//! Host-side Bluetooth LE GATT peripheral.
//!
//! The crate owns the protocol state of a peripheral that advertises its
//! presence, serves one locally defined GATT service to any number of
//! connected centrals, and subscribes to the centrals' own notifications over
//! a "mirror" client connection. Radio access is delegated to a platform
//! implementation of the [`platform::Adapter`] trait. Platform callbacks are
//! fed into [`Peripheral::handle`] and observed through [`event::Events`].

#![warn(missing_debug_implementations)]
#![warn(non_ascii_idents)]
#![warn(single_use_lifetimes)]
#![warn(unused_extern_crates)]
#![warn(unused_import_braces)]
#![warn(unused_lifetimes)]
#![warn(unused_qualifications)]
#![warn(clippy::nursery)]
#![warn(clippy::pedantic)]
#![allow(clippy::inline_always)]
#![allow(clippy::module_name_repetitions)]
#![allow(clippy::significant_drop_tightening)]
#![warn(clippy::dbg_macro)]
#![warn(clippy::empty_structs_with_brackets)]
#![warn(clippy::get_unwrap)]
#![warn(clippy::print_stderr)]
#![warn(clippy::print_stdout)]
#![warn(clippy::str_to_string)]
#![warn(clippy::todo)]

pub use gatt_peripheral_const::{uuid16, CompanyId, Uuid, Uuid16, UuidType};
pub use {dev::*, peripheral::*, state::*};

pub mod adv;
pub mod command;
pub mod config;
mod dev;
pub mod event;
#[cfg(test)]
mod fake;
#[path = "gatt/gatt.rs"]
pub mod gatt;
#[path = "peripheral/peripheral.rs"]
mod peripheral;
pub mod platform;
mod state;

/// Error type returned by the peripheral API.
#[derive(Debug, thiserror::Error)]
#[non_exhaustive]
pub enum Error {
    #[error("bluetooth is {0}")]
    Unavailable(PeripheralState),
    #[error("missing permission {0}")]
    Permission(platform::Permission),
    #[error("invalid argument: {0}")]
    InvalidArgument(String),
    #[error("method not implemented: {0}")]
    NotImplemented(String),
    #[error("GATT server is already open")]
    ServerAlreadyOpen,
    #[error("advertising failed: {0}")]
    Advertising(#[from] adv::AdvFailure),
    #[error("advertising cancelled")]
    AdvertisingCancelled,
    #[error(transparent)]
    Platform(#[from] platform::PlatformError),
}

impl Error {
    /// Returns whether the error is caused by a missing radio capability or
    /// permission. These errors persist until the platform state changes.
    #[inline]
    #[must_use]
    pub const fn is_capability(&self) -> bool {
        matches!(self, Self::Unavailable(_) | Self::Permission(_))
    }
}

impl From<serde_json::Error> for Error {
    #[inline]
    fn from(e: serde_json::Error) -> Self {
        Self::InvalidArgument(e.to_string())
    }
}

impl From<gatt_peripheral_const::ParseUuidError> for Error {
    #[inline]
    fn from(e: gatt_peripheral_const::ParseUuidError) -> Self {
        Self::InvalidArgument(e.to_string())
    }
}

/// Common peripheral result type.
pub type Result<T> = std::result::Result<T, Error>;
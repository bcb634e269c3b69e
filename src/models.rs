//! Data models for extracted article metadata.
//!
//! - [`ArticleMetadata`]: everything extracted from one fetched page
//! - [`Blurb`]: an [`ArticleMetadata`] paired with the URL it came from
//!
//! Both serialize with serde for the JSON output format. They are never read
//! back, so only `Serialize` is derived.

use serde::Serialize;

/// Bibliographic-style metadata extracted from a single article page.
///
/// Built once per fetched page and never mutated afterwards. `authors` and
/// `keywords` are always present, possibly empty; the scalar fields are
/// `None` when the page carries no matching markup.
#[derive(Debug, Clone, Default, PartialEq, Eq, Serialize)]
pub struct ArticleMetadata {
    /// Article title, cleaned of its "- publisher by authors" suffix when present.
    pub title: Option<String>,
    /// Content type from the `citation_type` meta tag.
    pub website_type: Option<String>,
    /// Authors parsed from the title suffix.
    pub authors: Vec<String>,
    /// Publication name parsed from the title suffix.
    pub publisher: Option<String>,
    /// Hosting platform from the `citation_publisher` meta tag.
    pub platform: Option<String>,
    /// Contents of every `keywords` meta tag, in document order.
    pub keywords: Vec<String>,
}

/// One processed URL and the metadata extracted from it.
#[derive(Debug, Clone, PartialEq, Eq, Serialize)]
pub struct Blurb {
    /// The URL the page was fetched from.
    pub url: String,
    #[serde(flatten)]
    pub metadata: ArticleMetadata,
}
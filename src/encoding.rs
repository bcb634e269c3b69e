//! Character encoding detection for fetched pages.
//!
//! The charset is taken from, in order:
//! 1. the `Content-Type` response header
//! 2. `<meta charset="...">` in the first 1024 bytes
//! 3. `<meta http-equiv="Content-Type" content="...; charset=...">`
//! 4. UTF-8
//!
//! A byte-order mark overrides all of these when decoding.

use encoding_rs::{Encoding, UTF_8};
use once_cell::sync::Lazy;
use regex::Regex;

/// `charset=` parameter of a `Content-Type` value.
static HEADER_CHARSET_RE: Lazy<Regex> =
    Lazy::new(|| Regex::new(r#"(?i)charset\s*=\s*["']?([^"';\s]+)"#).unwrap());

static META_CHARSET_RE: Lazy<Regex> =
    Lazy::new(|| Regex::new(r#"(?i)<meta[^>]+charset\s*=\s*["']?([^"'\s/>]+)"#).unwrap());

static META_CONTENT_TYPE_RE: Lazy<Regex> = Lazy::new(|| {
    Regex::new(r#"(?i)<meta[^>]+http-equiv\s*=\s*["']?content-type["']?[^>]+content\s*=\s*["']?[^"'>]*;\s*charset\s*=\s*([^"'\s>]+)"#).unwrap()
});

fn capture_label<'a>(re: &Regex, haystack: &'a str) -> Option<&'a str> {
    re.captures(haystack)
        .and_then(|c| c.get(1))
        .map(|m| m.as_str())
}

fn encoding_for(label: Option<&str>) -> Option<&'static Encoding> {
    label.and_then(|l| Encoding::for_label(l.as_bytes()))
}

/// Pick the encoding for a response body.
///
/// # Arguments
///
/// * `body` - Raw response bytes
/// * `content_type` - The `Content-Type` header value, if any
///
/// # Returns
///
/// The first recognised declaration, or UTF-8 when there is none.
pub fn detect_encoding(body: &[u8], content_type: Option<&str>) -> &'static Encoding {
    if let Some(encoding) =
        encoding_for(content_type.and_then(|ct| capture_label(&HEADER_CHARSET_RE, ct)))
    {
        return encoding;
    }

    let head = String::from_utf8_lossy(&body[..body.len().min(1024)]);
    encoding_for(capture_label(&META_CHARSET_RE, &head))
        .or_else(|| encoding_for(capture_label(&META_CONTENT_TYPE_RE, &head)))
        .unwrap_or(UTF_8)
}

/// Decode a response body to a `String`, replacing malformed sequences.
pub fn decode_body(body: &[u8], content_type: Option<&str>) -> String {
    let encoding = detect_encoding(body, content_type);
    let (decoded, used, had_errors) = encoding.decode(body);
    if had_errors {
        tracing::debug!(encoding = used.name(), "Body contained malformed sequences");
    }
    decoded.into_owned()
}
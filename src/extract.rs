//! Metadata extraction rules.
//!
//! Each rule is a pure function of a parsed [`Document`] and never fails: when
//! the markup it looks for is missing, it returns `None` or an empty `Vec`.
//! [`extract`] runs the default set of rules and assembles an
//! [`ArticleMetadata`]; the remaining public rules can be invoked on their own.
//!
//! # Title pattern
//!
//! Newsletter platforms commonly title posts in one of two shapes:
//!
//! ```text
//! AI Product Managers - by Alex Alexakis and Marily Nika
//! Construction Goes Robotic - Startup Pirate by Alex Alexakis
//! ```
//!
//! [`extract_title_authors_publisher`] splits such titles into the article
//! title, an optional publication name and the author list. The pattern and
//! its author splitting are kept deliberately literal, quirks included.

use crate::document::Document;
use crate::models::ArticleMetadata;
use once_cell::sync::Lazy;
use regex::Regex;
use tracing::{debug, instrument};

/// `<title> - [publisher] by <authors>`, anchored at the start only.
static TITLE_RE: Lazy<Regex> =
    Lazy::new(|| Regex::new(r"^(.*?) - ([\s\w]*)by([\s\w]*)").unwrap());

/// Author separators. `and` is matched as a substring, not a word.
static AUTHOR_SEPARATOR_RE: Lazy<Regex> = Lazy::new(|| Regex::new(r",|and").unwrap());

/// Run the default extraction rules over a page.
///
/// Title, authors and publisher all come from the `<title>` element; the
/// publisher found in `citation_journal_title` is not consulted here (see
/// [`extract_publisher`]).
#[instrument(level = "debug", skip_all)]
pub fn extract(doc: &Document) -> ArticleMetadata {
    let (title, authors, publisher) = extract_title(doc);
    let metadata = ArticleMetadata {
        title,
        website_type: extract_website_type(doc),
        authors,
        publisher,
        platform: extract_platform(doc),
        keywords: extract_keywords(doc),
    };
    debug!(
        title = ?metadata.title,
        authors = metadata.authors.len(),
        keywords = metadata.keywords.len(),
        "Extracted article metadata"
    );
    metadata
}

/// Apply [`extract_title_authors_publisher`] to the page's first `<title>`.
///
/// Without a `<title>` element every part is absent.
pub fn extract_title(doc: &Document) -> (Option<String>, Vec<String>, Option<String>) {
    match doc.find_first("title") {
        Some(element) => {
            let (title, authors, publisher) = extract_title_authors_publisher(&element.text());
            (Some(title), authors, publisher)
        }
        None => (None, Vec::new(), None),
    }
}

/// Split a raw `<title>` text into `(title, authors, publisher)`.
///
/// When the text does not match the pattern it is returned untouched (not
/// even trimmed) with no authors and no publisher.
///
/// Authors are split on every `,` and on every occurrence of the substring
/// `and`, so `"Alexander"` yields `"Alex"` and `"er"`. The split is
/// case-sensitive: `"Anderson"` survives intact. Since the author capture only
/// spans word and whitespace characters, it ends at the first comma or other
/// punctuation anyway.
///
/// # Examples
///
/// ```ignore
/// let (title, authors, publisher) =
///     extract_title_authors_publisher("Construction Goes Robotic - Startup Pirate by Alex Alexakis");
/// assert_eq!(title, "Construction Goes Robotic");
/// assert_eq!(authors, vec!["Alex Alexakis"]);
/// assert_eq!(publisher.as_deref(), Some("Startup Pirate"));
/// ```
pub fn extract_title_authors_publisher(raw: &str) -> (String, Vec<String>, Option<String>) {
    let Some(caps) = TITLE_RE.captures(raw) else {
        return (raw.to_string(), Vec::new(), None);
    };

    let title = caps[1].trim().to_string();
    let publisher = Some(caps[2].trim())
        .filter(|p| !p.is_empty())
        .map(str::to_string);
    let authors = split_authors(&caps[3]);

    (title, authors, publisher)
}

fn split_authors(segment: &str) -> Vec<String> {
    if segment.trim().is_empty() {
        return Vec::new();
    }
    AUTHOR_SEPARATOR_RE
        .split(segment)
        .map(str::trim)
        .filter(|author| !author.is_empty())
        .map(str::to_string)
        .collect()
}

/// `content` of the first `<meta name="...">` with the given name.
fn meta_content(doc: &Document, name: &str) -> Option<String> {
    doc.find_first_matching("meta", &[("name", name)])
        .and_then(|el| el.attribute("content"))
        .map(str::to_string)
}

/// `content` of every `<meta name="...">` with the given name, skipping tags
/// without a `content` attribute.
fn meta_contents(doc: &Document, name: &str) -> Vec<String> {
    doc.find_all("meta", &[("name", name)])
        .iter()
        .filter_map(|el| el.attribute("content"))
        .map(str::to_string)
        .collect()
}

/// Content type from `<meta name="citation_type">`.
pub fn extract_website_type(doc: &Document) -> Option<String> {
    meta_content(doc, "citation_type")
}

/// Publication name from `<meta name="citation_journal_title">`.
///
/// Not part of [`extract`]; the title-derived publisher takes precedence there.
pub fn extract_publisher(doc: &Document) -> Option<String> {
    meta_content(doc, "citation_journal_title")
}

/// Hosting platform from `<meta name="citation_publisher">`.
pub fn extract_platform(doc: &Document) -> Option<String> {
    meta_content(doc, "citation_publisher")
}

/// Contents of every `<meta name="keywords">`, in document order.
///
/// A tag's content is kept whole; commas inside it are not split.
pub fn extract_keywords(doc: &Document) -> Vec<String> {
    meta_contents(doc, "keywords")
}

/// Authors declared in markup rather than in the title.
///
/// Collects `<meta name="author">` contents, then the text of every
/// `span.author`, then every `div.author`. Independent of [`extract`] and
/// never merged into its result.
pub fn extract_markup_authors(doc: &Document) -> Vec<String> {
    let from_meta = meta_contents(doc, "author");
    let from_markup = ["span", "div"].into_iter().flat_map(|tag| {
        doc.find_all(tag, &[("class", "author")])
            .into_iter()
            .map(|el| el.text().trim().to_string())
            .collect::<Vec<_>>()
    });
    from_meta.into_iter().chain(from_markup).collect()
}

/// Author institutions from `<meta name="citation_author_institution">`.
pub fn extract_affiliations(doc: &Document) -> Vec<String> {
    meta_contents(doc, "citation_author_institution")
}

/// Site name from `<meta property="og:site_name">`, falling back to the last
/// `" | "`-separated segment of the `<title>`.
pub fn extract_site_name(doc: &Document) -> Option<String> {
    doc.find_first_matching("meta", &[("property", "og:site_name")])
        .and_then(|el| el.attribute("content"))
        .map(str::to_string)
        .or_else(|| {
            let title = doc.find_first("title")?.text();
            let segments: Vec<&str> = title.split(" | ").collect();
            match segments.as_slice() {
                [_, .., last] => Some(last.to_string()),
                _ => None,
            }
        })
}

What you are asked to do: Find the lines in the entries above where "derived" occurs, and copy each of them.

Exercise output:
//! back, so only `Serialize` is derived.
/// Not part of [`extract`]; the title-derived publisher takes precedence there.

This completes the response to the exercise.